= Sigmund Abeles =

American printmaker and sculptor (1934–2025)

Sigmund Abeles (November 6, 1934 – December 21, 2025) was an American figurative artist and art educator. His work embodies the "expressive and psychological aspects of the human figure; an art focused on the life cycle." He taught art for 27 years at various institutions including Swain School of Design, Wellesley College, Boston University, the National Academy, and the Art Students League of New York. He was Professor Emeritus at the University of New Hampshire, and worked full-time in his NYC and upstate NY studios.
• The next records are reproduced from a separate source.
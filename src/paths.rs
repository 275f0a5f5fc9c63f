//! Path normalisation and validation utilities.
//!
//! Import resolution compares paths lexically (no file-system access), so
//! `normalize_lexically` folds `.` and `..` components. Watcher events are
//! validated against the project root before they can touch any cache.

use camino::Utf8PathBuf;
use std::path::{Component, Path, PathBuf};

/// Error types for path validation.
#[derive(Debug, thiserror::Error)]
pub enum PathValidationError {
    /// Path cannot be canonicalized (doesn't exist or permission denied)
    #[error("cannot canonicalize path: {0}")]
    CannotCanonicalize(String),

    /// Resolved path escapes the project root
    #[error("path escapes project root: {0} (root: {1})")]
    OutsideRoot(String, String),
}

/// Fold `.` and `..` components without touching the file system.
///
/// A `..` at the start of a relative path is kept; a `..` directly under
/// the root is dropped.
pub fn normalize_lexically(path: &Path) -> PathBuf {
    let mut out = PathBuf::new();
    for component in path.components() {
        match component {
            Component::CurDir => {}
            Component::ParentDir => {
                let popped = match out.components().next_back() {
                    Some(Component::Normal(_)) => out.pop(),
                    Some(Component::RootDir) | Some(Component::Prefix(_)) => true,
                    _ => false,
                };
                if !popped {
                    out.push("..");
                }
            }
            other => out.push(other.as_os_str()),
        }
    }
    out
}

/// Whether two paths name the same file, after lexical normalisation.
pub fn same_file(a: &Path, b: &Path) -> bool {
    normalize_lexically(a) == normalize_lexically(b)
}

/// Forward-slash path of `path` relative to `root`.
///
/// Falls back to the full path when `path` is not under `root`.
pub fn relative_slash_path(path: &Path, root: &Path) -> String {
    let rel = path.strip_prefix(root).unwrap_or(path);
    match Utf8PathBuf::from_path_buf(rel.to_path_buf()) {
        Ok(utf8) => utf8.as_str().replace('\\', "/"),
        Err(raw) => raw.to_string_lossy().replace('\\', "/"),
    }
}

/// Directory segments of `path` relative to `root` (file name excluded).
pub fn relative_dir_segments(path: &Path, root: &Path) -> Vec<String> {
    let rel = path.strip_prefix(root).unwrap_or(path);
    let parent = rel.parent().unwrap_or_else(|| Path::new(""));
    parent
        .components()
        .filter_map(|c| match c {
            Component::Normal(s) => Some(s.to_string_lossy().into_owned()),
            _ => None,
        })
        .collect()
}

/// Validate that a path is within the given root directory.
///
/// The path is canonicalised first, so it must exist. Deleted files are
/// checked lexically instead, via [`is_lexically_within`].
pub fn validate_path_within_root(path: &Path, root: &Path) -> Result<PathBuf, PathValidationError> {
    let canonical_path = std::fs::canonicalize(path)
        .map_err(|_| PathValidationError::CannotCanonicalize(path.to_string_lossy().to_string()))?;
    let canonical_root = std::fs::canonicalize(root)
        .map_err(|_| PathValidationError::CannotCanonicalize(root.to_string_lossy().to_string()))?;

    if !canonical_path.starts_with(&canonical_root) {
        return Err(PathValidationError::OutsideRoot(
            canonical_path.to_string_lossy().to_string(),
            canonical_root.to_string_lossy().to_string(),
        ));
    }

    Ok(canonical_path)
}

/// Lexical containment check, usable for paths that no longer exist.
pub fn is_lexically_within(path: &Path, root: &Path) -> bool {
    normalize_lexically(path).starts_with(normalize_lexically(root))
}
Abeles was the recipient of numerous grants and awards for printmaking, drawing, painting, and sculpture, including Pastel Society of America Hall of Fame honoree in 2004 and most recently the Artists' Fellowship 2017 Benjamin West Clinedinst Medal. His work can be found in many public institutions including the Museum of Fine Arts, Boston, Art Institute of Chicago, Metropolitan Museum of Art, Philadelphia Museum of Art, and the Whitney Museum of American Art. Abeles was one of three artists featured in Manfred Kirchheimer's 2012 feature-length independent film Art Is... The Permanent Revolution, on the history of the art of protest in prints.

== Life and career ==
Born in Brooklyn, New York, on November 6, 1934, Abeles grew up in Myrtle Beach, South Carolina. The only child of Samuel and Henrietta Abeles, he was named after his grandfather, a renowned Orthodox Rabbi who immigrated to the United States from Hungary in 1901. His father, a Hungarian Jew, was a decorated World War I veteran who used his pension to open up a retail business in Sheepshead Bay. His mother was of Polish-Jewish descent and worked as a librarian before her marriage. After his parents divorced early on in his life, he moved to Myrtle Beach with his mother where she started a new life by opening up a rooming house called Paul's Guest House on US Highway 17. Spending a great deal of time alone in the rooming house, Sigmund grew a fascination for how many types of people occupy the same domain which had a huge impact and direction on his artwork took. Sigmund Abeles received no formal art training in the public schools at Myrtle Beach. Searching for inspiration, Abeles found Brookgreen Gardens, an outdoor sculpture park, which provided him with a multitude of beautiful bronze and marble figures to sketch; years later, as an established artist, he had his life-sized bronze sculpture, " Kaethe, age 9" (modeled in 1968 and later cast in Bronze in 2006), placed in Brookgreen's permanent collection. Abeles was invited later to hold a major solo exhibition there in 2015 called "Carolina Roots".Shortly after graduating, Abeles was drafted into the army in 1957. He was posted to Heidelberg, Germany where he worked as a technical illustrator in a cartography workshop at the US Headquarters Army where he made charts and maps for top secret nuclear war plans. There he rented a house off base in nearby Neckargemünd that belonged to a sculptor. It was here he developed a renewed interest in creating sculptures. After serving two years in the army, he was discharged in Europe and spent the next year touring Italy, Greece and Israel with his then first wife, Gina Godwin. They raised two children, David Paul and Shoshanna Lynn upon coming back to the US.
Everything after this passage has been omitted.